Regarding pushing my best examples are instrumentation agents that are behind NATs (example: cell phones, IoTs), and systems interconnects (example: Prometheus pushing to StackDriver).

@DirectXMan12
Copy link

cc @dashpole

Standards around the actual transport, at least in the context of pull and streaming, would be nice for making it easy on the developer end to use a library and get compat with any pull- or streaming-compatible OpenMetrics storage/TSDB/etc.

For instance, on-and-off over the past few months, @dashpole and I have been looking at replacing the bespoke metrics API that the Kubelet serves in Kubernetes (part of a broader effort to overhaul the internal Kubelet --> in-cluster storage --> Kubernetes controller metrics pipeline). Ideally, whatever we decide on would also be easily consumable by other monitoring pipelines as well, which makes OpenMetrics a good candidate :-).

We want streaming support for metrics collection at rapid intervals, and wanted to see if anyone else had any experience/feedback/thoughts from the OpenMetrics side.
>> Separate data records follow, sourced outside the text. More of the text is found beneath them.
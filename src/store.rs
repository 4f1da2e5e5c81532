use crate::types::{CallRecord, MessageRecord};

use async_trait::async_trait;
use std::collections::HashMap;
use std::sync::{Mutex, MutexGuard};

#[derive(Debug, thiserror::Error, Clone, PartialEq, Eq)]
pub enum StoreError {
    #[error("call {0} is already recorded")]
    DuplicateCall(String),
    #[error("event store unavailable: {0}")]
    Unavailable(String),
}

impl StoreError {
    /// Whether trying the same write again later could succeed.
    pub fn is_retryable(&self) -> bool {
        matches!(self, StoreError::Unavailable(_))
    }
}

/// In-place edit applied to an existing call record by `EventStore::upsert_call`.
pub type CallUpdate = dyn for<'a> Fn(&'a mut CallRecord) + Send + Sync;

#[derive(Debug, Clone, Copy, PartialEq, Eq)]
pub enum UpsertOutcome {
    Updated,
    Inserted,
    Skipped,
}

/// Home of every message and call record. Listing returns owned snapshots in insertion order.
#[async_trait]
pub trait EventStore: Send + Sync {
    async fn append_message(&self, message: MessageRecord) -> Result<(), StoreError>;

    /// Records a call we just placed. Fails if the id is already known.
    async fn append_call(&self, call: CallRecord) -> Result<(), StoreError>;

    async fn find_call(&self, id: &str) -> Result<Option<CallRecord>, StoreError>;

    /// Applies `update` to the call with `id` if present, otherwise inserts `insert` if given.
    /// Lookup and write happen atomically with respect to other store calls.
    async fn upsert_call(
        &self,
        id: &str,
        update: &CallUpdate,
        insert: Option<CallRecord>,
    ) -> Result<UpsertOutcome, StoreError>;

    async fn list_messages(&self) -> Result<Vec<MessageRecord>, StoreError>;

    async fn list_calls(&self) -> Result<Vec<CallRecord>, StoreError>;
}

#[derive(Default)]
struct Collections {
    messages: Vec<MessageRecord>,
    calls: Vec<CallRecord>,
    // call id => position in `calls`
    call_index: HashMap<String, usize>,
}

impl Collections {
    fn push_call(&mut self, call: CallRecord) {
        self.call_index.insert(call.id.clone(), self.calls.len());
        self.calls.push(call);
    }
}

/// Process-lifetime store. Nothing is evicted and nothing survives a restart.
#[derive(Default)]
pub struct MemoryStore {
    inner: Mutex<Collections>,
}

impl MemoryStore {
    pub fn new() -> Self {
        Self::default()
    }

    fn lock(&self) -> Result<MutexGuard<'_, Collections>, StoreError> {
        self.inner
            .lock()
            .map_err(|_| StoreError::Unavailable("store mutex poisoned".to_string()))
    }
}

#[async_trait]
impl EventStore for MemoryStore {
    async fn append_message(&self, message: MessageRecord) -> Result<(), StoreError> {
        self.lock()?.messages.push(message);
        Ok(())
    }

    async fn append_call(&self, call: CallRecord) -> Result<(), StoreError> {
        let mut inner = self.lock()?;
        if inner.call_index.contains_key(&call.id) {
            return Err(StoreError::DuplicateCall(call.id));
        }
        inner.push_call(call);
        Ok(())
    }

    async fn find_call(&self, id: &str) -> Result<Option<CallRecord>, StoreError> {
        let inner = self.lock()?;
        Ok(inner.call_index.get(id).map(|&idx| inner.calls[idx].clone()))
    }

    async fn upsert_call(
        &self,
        id: &str,
        update: &CallUpdate,
        insert: Option<CallRecord>,
    ) -> Result<UpsertOutcome, StoreError> {
        let mut inner = self.lock()?;
        let existing = inner.call_index.get(id).copied();
        if let Some(idx) = existing {
            update(&mut inner.calls[idx]);
            return Ok(UpsertOutcome::Updated);
        }
        match insert {
            Some(call) => {
                debug_assert_eq!(call.id, id);
                inner.push_call(call);
                Ok(UpsertOutcome::Inserted)
            }
            None => Ok(UpsertOutcome::Skipped),
        }
    }

    async fn list_messages(&self) -> Result<Vec<MessageRecord>, StoreError> {
        Ok(self.lock()?.messages.clone())
    }

    async fn list_calls(&self) -> Result<Vec<CallRecord>, StoreError> {
        Ok(self.lock()?.calls.clone())
    }
}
Long-term, it would be awesome if whatever we proposed/adopted for Kubernetes ended up being/converging with a standard for streaming OpenMetrics, so it "just worked" with other solutions too.

@SuperQ
Copy link
Member

SuperQ commented Nov 28, 2018

@DirectXMan12 "Rapid" is relative, it would help to talk about specifics. Specific intervals, how many metrics per interval, etc.

@dashpole
Copy link

We have had requests for intervals as low as 100ms. Given a 100 pods/node limit, 2 metrics/container, and assuming 2 containers/pod, we would to ideally be able to push ~400 metrics in this time interval from each node. This is all in an ideal world, so take it with a grain of salt.

@SuperQ
Copy link
Member

SuperQ commented Nov 29, 2018

We've done a lot of work to make the Go implementation low impact, especially when it comes to the cost of instrumentation (15 CPU nanoseconds to increment a counter, for example). But we haven't done as much optimization of the collection, as we mostly target 15s intervals.

With the current Go implementation, I grabbed a typical typical app. This app exposes ~4700 metrics in ~35ms. This yields 7.8us per metric. So for your example, it would take ~3.1ms to gather 400 metrics. This seems reasonable to me for a 100ms interval. There has been some recent work to cut the scrape cost, I'm not sure if my above example includes that work, I'll have to do some more digging.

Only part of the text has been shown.